Specify a privilege elevation validator

You can use this computer configuration group policy to validate ticket information that a user enters when she provides a ticket number along with a privilege elevation reason. You can validate ticket information using a customized PowerShell script against a ticketing system, such as ServiceNow.

If you enable this policy, here are some important things to know:

  • Centrify provides a sample script that you can use as a starting point for your own script. At the minimum, you need to enter your ServiceNow URL for the $url parameter. You can get the sample script from github: in the centrify-agent-windows repo, go to Samples > ITSM validation > servicenow.

  • If the ticket ID is not validated successfully, the user's request for elevated privilege is rejected.
  • The custom PowerShell script must be available and accessible on each Windows computer where the validation occurs. If you're not running the PowerShell script on a local computer, be sure to allow remote PowerShell access for the script.
  • This group policy works in conjunction with the Require justification on privilege elevation policy. If you only set one of these policies, any affected user is prompted to provide a reason for privilege escalation.
  • If the script cannot validate the ticket entry within the specified timeout duration, then the validation fails. By default, the timeout value is 2 minutes.

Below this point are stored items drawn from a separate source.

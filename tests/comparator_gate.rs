use certifiable_bench::comparator::{self, ResultBindingInputs};
use certifiable_bench::fault::FaultSet;
use certifiable_bench::hasher;
use certifiable_bench::model::{Config, LatencyStats, PlatformInfo, ResultRecord, Throughput};

fn record(output_hash: &str, p99_ns: u64, inferences_per_sec: u64, wcet_bound_ns: u64) -> ResultRecord {
    ResultRecord {
        schema_version: certifiable_bench::model::SCHEMA_VERSION,
        platform: PlatformInfo::default(),
        config: Config::default(),
        latency: LatencyStats {
            p99_ns,
            wcet_bound_ns,
            ..Default::default()
        },
        throughput: Throughput {
            inferences_per_sec,
            ..Default::default()
        },
        hw_counters: None,
        environment: None,
        histogram: None,
        determinism_verified: true,
        verification_failures: 0,
        output_hash: output_hash.to_string(),
        result_hash: String::new(),
        benchmark_start_ns: 0,
        benchmark_end_ns: 0,
        benchmark_duration_ns: 0,
        wall_clock_unix_secs: 0,
        faults: FaultSet::empty(),
    }
}

#[test]
fn identical_outputs_unlock_the_ratio_comparison() {
    let hash = hasher::to_hex(&hasher::hash(b"identical-output"));
    let a = record(&hash, 1_000_000, 500, 2_000_000);
    let b = record(&hash, 2_000_000, 500, 2_000_000);

    let report = comparator::compare(&a, &b);
    assert!(report.outputs_identical);
    assert!(report.comparable);
    assert_eq!(report.latency_ratio_q16, 131_072);
    assert_eq!(report.latency_diff_ns, 1_000_000);
}

#[test]
fn differing_outputs_block_every_performance_field() {
    let a = record(&hasher::to_hex(&hasher::hash(b"a")), 100, 100, 100);
    let b = record(&hasher::to_hex(&hasher::hash(b"b")), 999, 999, 999);

    let report = comparator::compare(&a, &b);
    assert!(!report.outputs_identical);
    assert!(!report.comparable);
    assert_eq!(report.latency_diff_ns, 0);
    assert_eq!(report.latency_ratio_q16, 0);
    assert_eq!(report.throughput_ratio_q16, 0);
    assert_eq!(report.wcet_ratio_q16, 0);
}

#[test]
fn result_binding_digest_is_sensitive_to_every_field() {
    let digest = hasher::hash(b"some-output");
    let base = ResultBindingInputs {
        output_hash: &digest,
        platform: "x86_64",
        config_hash: 7,
        min_ns: 10,
        max_ns: 20,
        mean_ns: 15,
        p99_ns: 19,
        timestamp_unix: 1_800_000_000,
    };
    let base_digest = comparator::result_binding_digest(&base);

    let perturbations: Vec<ResultBindingInputs> = vec![
        ResultBindingInputs { config_hash: 8, ..base },
        ResultBindingInputs { min_ns: 11, ..base },
        ResultBindingInputs { max_ns: 21, ..base },
        ResultBindingInputs { mean_ns: 16, ..base },
        ResultBindingInputs { p99_ns: 20, ..base },
        ResultBindingInputs { timestamp_unix: 1_800_000_001, ..base },
    ];
    for perturbed in perturbations {
        assert_ne!(comparator::result_binding_digest(&perturbed), base_digest);
    }
}

#[test]
fn format_ratio_q16_is_display_only() {
    assert_eq!(comparator::format_ratio_q16(65_536), "1.0000");
    assert_eq!(comparator::format_ratio_q16(131_072), "2.0000");
}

Please consult the group policy explain text for more details.

There are two settings for this group policy:

  • By default, when this policy is Disabled or Not Configured, users can run with elevated privileges as normal.
  • When this policy is Enabled, you specify the PowerShell script filename and users entries are validated against the third-party ticketing system before granting privileged access.

You can view the reason information that users enter in the audit trail event.